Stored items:
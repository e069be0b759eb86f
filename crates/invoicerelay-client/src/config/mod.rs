//! Client config loader (strict parsing).

pub mod schema;

use std::fs;

use invoicerelay_core::error::{RelayError, Result};

pub use schema::{ChannelConfig, FeatureFlags, RelayConfig};

pub fn load_from_file(path: &str) -> Result<RelayConfig> {
    let s = fs::read_to_string(path)
        .map_err(|e| RelayError::Config(format!("read config failed: {e}")))?;
    load_from_str(&s)
}

pub fn load_from_str(s: &str) -> Result<RelayConfig> {
    let cfg: RelayConfig =
        serde_yaml::from_str(s).map_err(|e| RelayError::Config(format!("invalid yaml: {e}")))?;
    cfg.validate()?;
    Ok(cfg)
}
//! Top-level facade crate for invoicerelay.
//!
//! Re-exports core wire types and the client library so users can depend on a single crate.

pub mod core {
    pub use invoicerelay_core::*;
}

pub mod client {
    pub use invoicerelay_client::*;
}
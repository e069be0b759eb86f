use std::any::Any;
use std::panic::{catch_unwind, AssertUnwindSafe};
use std::sync::atomic::{AtomicBool, AtomicU64, Ordering};
use std::sync::{Arc, Weak};

use dashmap::DashMap;

use invoicerelay_core::{Envelope, RelayError};

/// What a listener returns. An `Err` is logged for that listener only.
pub type ListenerResult = std::result::Result<(), Box<dyn std::error::Error + Send + Sync>>;

type Handler = Arc<dyn Fn(&Envelope) -> ListenerResult + Send + Sync>;

struct Entry {
    id: u64,
    live: Arc<AtomicBool>,
    handler: Handler,
}

/// Listener registry: `kind -> [handler...]` in registration order.
///
/// Lives as long as its channel client, across every reconnect.
#[derive(Default)]
pub struct ListenerRegistry {
    by_kind: DashMap<String, Vec<Entry>>,
    seq: AtomicU64,
}

impl ListenerRegistry {
    pub fn new() -> Self {
        Self {
            by_kind: DashMap::new(),
            seq: AtomicU64::new(1),
        }
    }

    pub fn insert<F>(self: &Arc<Self>, kind: impl Into<String>, handler: F) -> Subscription
    where
        F: Fn(&Envelope) -> ListenerResult + Send + Sync + 'static,
    {
        let kind = kind.into();
        let id = self.seq.fetch_add(1, Ordering::Relaxed);
        let live = Arc::new(AtomicBool::new(true));

        self.by_kind.entry(kind.clone()).or_default().push(Entry {
            id,
            live: Arc::clone(&live),
            handler: Arc::new(handler),
        });

        Subscription {
            registry: Arc::downgrade(self),
            kind,
            id,
            live,
        }
    }

    fn remove(&self, kind: &str, id: u64) {
        let now_empty = match self.by_kind.get_mut(kind) {
            Some(mut entries) => {
                entries.retain(|e| e.id != id);
                entries.is_empty()
            }
            None => false,
        };
        if now_empty {
            self.by_kind.remove_if(kind, |_, entries| entries.is_empty());
        }
    }

    pub fn listener_count(&self, kind: &str) -> usize {
        self.by_kind.get(kind).map(|e| e.len()).unwrap_or(0)
    }

    pub fn kinds(&self) -> Vec<String> {
        self.by_kind.iter().map(|e| e.key().clone()).collect()
    }

    /// Invoke every live listener for `env.kind`, in order.
    ///
    /// The handler list is snapshotted first, so listeners may register or
    /// unsubscribe from inside a callback. Returns how many listeners ran
    /// without error.
    pub fn dispatch(&self, env: &Envelope) -> usize {
        let snapshot: Vec<(Arc<AtomicBool>, Handler)> = match self.by_kind.get(&env.kind) {
            Some(entries) => entries
                .iter()
                .map(|e| (Arc::clone(&e.live), Arc::clone(&e.handler)))
                .collect(),
            None => return 0,
        };

        let mut ok = 0;
        for (live, handler) in snapshot {
            if !live.load(Ordering::Acquire) {
                continue;
            }
            let reason = match catch_unwind(AssertUnwindSafe(|| handler(env))) {
                Ok(Ok(())) => {
                    ok += 1;
                    continue;
                }
                Ok(Err(e)) => e.to_string(),
                Err(panic) => format!("panicked: {}", panic_message(panic.as_ref())),
            };
            let err = RelayError::ListenerFailure {
                kind: env.kind.clone(),
                reason,
            };
            tracing::error!(code = err.code().as_str(), error = %err, "listener failed");
        }
        ok
    }
}

fn panic_message(panic: &(dyn Any + Send)) -> &str {
    if let Some(s) = panic.downcast_ref::<&'static str>() {
        s
    } else if let Some(s) = panic.downcast_ref::<String>() {
        s.as_str()
    } else {
        "non-string panic payload"
    }
}

/// Handle returned by a registration. `unsubscribe` removes exactly that one
/// listener; calling it again does nothing. Dropping the handle does not
/// unsubscribe.
#[derive(Debug)]
pub struct Subscription {
    registry: Weak<ListenerRegistry>,
    kind: String,
    id: u64,
    live: Arc<AtomicBool>,
}

impl Subscription {
    pub fn unsubscribe(&self) {
        if !self.live.swap(false, Ordering::AcqRel) {
            return;
        }
        if let Some(registry) = self.registry.upgrade() {
            registry.remove(&self.kind, self.id);
        }
    }

    pub fn kind(&self) -> &str {
        &self.kind
    }

    pub fn is_active(&self) -> bool {
        self.live.load(Ordering::Acquire)
    }
}
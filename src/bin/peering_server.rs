//! Managed peering server entry point.
//!
//! Runs inside every pod of a PeeringServer cohort.

use peering_operator::server::{self, Settings};
use peering_operator::Result;
use tracing::info;
use tracing_subscriber::{fmt, prelude::*, EnvFilter};

#[tokio::main]
async fn main() -> Result<()> {
    let directives = std::env::var("LOG_LEVEL").unwrap_or_else(|_| "info".to_string());
    tracing_subscriber::registry()
        .with(fmt::layer().with_target(true))
        .with(EnvFilter::builder().parse_lossy(directives))
        .init();

    let settings = Settings::from_env();
    info!(
        server = %settings.server_name,
        port = settings.port,
        config_path = %settings.config_path.display(),
        "starting peering server v{}",
        env!("CARGO_PKG_VERSION")
    );

    server::run(settings).await
}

- How to complete this task -
How many lines above contain the word "static"? Answer with the number alone.

- Solution to the problem -
2